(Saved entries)
== == ==

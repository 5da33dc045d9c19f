//! GHCR v2 API client

use std::collections::BTreeMap;
use std::time::Duration;

use serde::Deserialize;
use tracing::debug;

use crate::error::{Error, Result};

const GHCR_BASE: &str = "https://ghcr.io/v2";
const MANIFEST_ACCEPT: &str = "application/vnd.oci.image.manifest.v1+json";
const FETCH_TIMEOUT: Duration = Duration::from_secs(3);

/// Environment variable the registry token is read from.
pub const TOKEN_ENV: &str = "GHCR_TOKEN";

/// Tag listing response.
#[derive(Debug, Clone, Deserialize)]
pub struct TagList {
    pub tags: Vec<String>,
}

/// A content descriptor in an image manifest.
#[derive(Debug, Clone, Deserialize)]
pub struct Descriptor {
    pub digest: String,
    pub size: u64,
}

/// The parts of an OCI image manifest the table needs.
#[derive(Debug, Clone, Deserialize)]
pub struct ImageManifest {
    pub config: Descriptor,
    pub layers: Vec<Descriptor>,
}

/// The parts of an image config blob the table needs.
#[derive(Debug, Clone, Deserialize)]
pub struct ImageConfig {
    pub config: ConfigSection,
}

#[derive(Debug, Clone, Deserialize)]
pub struct ConfigSection {
    #[serde(rename = "Labels", default)]
    pub labels: BTreeMap<String, String>,
}

/// Authenticated client for one repository on GHCR.
#[derive(Debug)]
pub struct Registry {
    http: reqwest::blocking::Client,
    repository: String,
    token: String,
}

impl Registry {
    pub fn new(repository: impl Into<String>, token: impl Into<String>) -> Result<Self> {
        Ok(Self {
            http: reqwest::blocking::Client::builder()
                .timeout(FETCH_TIMEOUT)
                .build()?,
            repository: repository.into(),
            token: token.into(),
        })
    }

    /// Build a client with the token from the `GHCR_TOKEN` environment.
    pub fn from_env(repository: impl Into<String>) -> Result<Self> {
        let token = std::env::var(TOKEN_ENV).map_err(|_| Error::MissingToken)?;
        Self::new(repository, token)
    }

    /// List every tag published for the repository.
    pub fn tags(&self) -> Result<Vec<String>> {
        let list: TagList = self.get("tags/list", None)?;
        debug!(count = list.tags.len(), "retrieved registry tags");
        Ok(list.tags)
    }

    /// Fetch the image manifest for a tag.
    pub fn manifest(&self, tag: &str) -> Result<ImageManifest> {
        self.get(&format!("manifests/{tag}"), Some(MANIFEST_ACCEPT))
    }

    /// Fetch the config blob an image manifest points at.
    pub fn config(&self, manifest: &ImageManifest) -> Result<ImageConfig> {
        self.get(&format!("blobs/{}", manifest.config.digest), None)
    }

    fn get<T: serde::de::DeserializeOwned>(
        &self,
        resource: &str,
        accept: Option<&str>,
    ) -> Result<T> {
        let url = format!("{GHCR_BASE}/{}/{resource}", self.repository);
        let mut request = self.http.get(&url).bearer_auth(&self.token);
        if let Some(accept) = accept {
            request = request.header(reqwest::header::ACCEPT, accept);
        }
        let response = request.send()?;

        let status = response.status();
        if !status.is_success() {
            return Err(Error::RegistryStatus {
                resource: resource.to_string(),
                status: status.as_u16(),
            });
        }
        Ok(response.json()?)
    }
}

#[cfg(test)]
mod tests {
    use super::*;

    #[test]
    fn manifest_payload_decodes() {
        let raw = r#"{
            "schemaVersion": 2,
            "config": { "mediaType": "application/vnd.oci.image.config.v1+json",
                        "digest": "sha256:abc", "size": 1234 },
            "layers": [
                { "mediaType": "application/vnd.oci.image.layer.v1.tar+gzip",
                  "digest": "sha256:l1", "size": 1073741824 },
                { "mediaType": "application/vnd.oci.image.layer.v1.tar+gzip",
                  "digest": "sha256:l2", "size": 536870912 }
            ]
        }"#;
        let manifest: ImageManifest = serde_json::from_str(raw).unwrap();
        assert_eq!(manifest.config.digest, "sha256:abc");
        assert_eq!(manifest.layers.len(), 2);
        assert_eq!(manifest.layers[0].size, 1073741824);
    }

    #[test]
    fn config_blob_labels_decode() {
        let raw = r#"{
            "architecture": "amd64",
            "config": {
                "Labels": {
                    "com.nukeforge.nuke_version": "15.0",
                    "com.nukeforge.operating_system": "linux"
                }
            }
        }"#;
        let config: ImageConfig = serde_json::from_str(raw).unwrap();
        assert_eq!(
            config.config.labels.get("com.nukeforge.nuke_version"),
            Some(&"15.0".to_string())
        );
    }

    #[test]
    fn missing_labels_default_to_empty() {
        let raw = r#"{ "config": {} }"#;
        let config: ImageConfig = serde_json::from_str(raw).unwrap();
        assert!(config.config.labels.is_empty());
    }
}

== == ==

## Your instructions
Print all of the lines above so that each one matches its original exactly.

## Answer area
repository 5da33dc045d9c19f
//! GHCR v2 API client

use std::collections::BTreeMap;
use std::time::Duration;

use serde::Deserialize;
use tracing::debug;

use crate::error::{Error, Result};

const GHCR_BASE: &str = "https://ghcr.io/v2";
const MANIFEST_ACCEPT: &str = "application/vnd.oci.image.manifest.v1+json";
const FETCH_TIMEOUT: Duration = Duration::from_secs(3);

/// Environment variable the registry token is read from.
pub const TOKEN_ENV: &str = "GHCR_TOKEN";

/// Tag listing response.
#[derive(Debug, Clone, Deserialize)]
pub struct TagList {
    pub tags: Vec<String>,
}

/// A content descriptor in an image manifest.
#[derive(Debug, Clone, Deserialize)]
pub struct Descriptor {
    pub digest: String,
    pub size: u64,
}

/// The parts of an OCI image manifest the table needs.
#[derive(Debug, Clone, Deserialize)]
pub struct ImageManifest {
    pub config: Descriptor,
    pub layers: Vec<Descriptor>,
}

/// The parts of an image config blob the table needs.
#[derive(Debug, Clone, Deserialize)]
pub struct ImageConfig {
    pub config: ConfigSection,
}

#[derive(Debug, Clone, Deserialize)]
pub struct ConfigSection {
    #[serde(rename = "Labels", default)]
    pub labels: BTreeMap<String, String>,
}

/// Authenticated client for one repository on GHCR.
#[derive(Debug)]
pub struct Registry {
    http: reqwest::blocking::Client,
    repository: String,
    token: String,
}

impl Registry {
    pub fn new(repository: impl Into<String>, token: impl Into<String>) -> Result<Self> {
        Ok(Self {
            http: reqwest::blocking::Client::builder()
                .timeout(FETCH_TIMEOUT)
                .build()?,
            repository: repository.into(),
            token: token.into(),
        })
    }

    /// Build a client with the token from the `GHCR_TOKEN` environment.
    pub fn from_env(repository: impl Into<String>) -> Result<Self> {
        let token = std::env::var(TOKEN_ENV).map_err(|_| Error::MissingToken)?;
        Self::new(repository, token)
    }

    /// List every tag published for the repository.
    pub fn tags(&self) -> Result<Vec<String>> {
        let list: TagList = self.get("tags/list", None)?;
        debug!(count = list.tags.len(), "retrieved registry tags");
        Ok(list.tags)
    }

    /// Fetch the image manifest for a tag.
    pub fn manifest(&self, tag: &str) -> Result<ImageManifest> {
        self.get(&format!("manifests/{tag}"), Some(MANIFEST_ACCEPT))
    }

    /// Fetch the config blob an image manifest points at.
    pub fn config(&self, manifest: &ImageManifest) -> Result<ImageConfig> {
        self.get(&format!("blobs/{}", manifest.config.digest), None)
    }

    fn get<T: serde::de::DeserializeOwned>(
        &self,
        resource: &str,
        accept: Option<&str>,
    ) -> Result<T> {
        let url = format!("{GHCR_BASE}/{}/{resource}", self.repository);
        let mut request = self.http.get(&url).bearer_auth(&self.token);
        if let Some(accept) = accept {
            request = request.header(reqwest::header::ACCEPT, accept);
        }
        let response = request.send()?;

        let status = response.status();
        if !status.is_success() {
            return Err(Error::RegistryStatus {
                resource: resource.to_string(),
                status: status.as_u16(),
            });
        }
        Ok(response.json()?)
    }
}

#[cfg(test)]
mod tests {
    use super::*;

    #[test]
    fn manifest_payload_decodes() {
        let raw = r#"{
            "schemaVersion": 2,
            "config": { "mediaType": "application/vnd.oci.image.config.v1+json",
                        "digest": "sha256:abc", "size": 1234 },
            "layers": [
                { "mediaType": "application/vnd.oci.image.layer.v1.tar+gzip",
                  "digest": "sha256:l1", "size": 1073741824 },
                { "mediaType": "application/vnd.oci.image.layer.v1.tar+gzip",
                  "digest": "sha256:l2", "size": 536870912 }
            ]
        }"#;
        let manifest: ImageManifest = serde_json::from_str(raw).unwrap();
        assert_eq!(manifest.config.digest, "sha256:abc");
        assert_eq!(manifest.layers.len(), 2);
        assert_eq!(manifest.layers[0].size, 1073741824);
    }

    #[test]
    fn config_blob_labels_decode() {
        let raw = r#"{
            "architecture": "amd64",
            "config": {
                "Labels": {
                    "com.nukeforge.nuke_version": "15.0",
                    "com.nukeforge.operating_system": "linux"
                }
            }
        }"#;
        let config: ImageConfig = serde_json::from_str(raw).unwrap();
        assert_eq!(
            config.config.labels.get("com.nukeforge.nuke_version"),
            Some(&"15.0".to_string())
        );
    }

    #[test]
    fn missing_labels_default_to_empty() {
        let raw = r#"{ "config": {} }"#;
        let config: ImageConfig = serde_json::from_str(raw).unwrap();
        assert!(config.config.labels.is_empty());
    }
}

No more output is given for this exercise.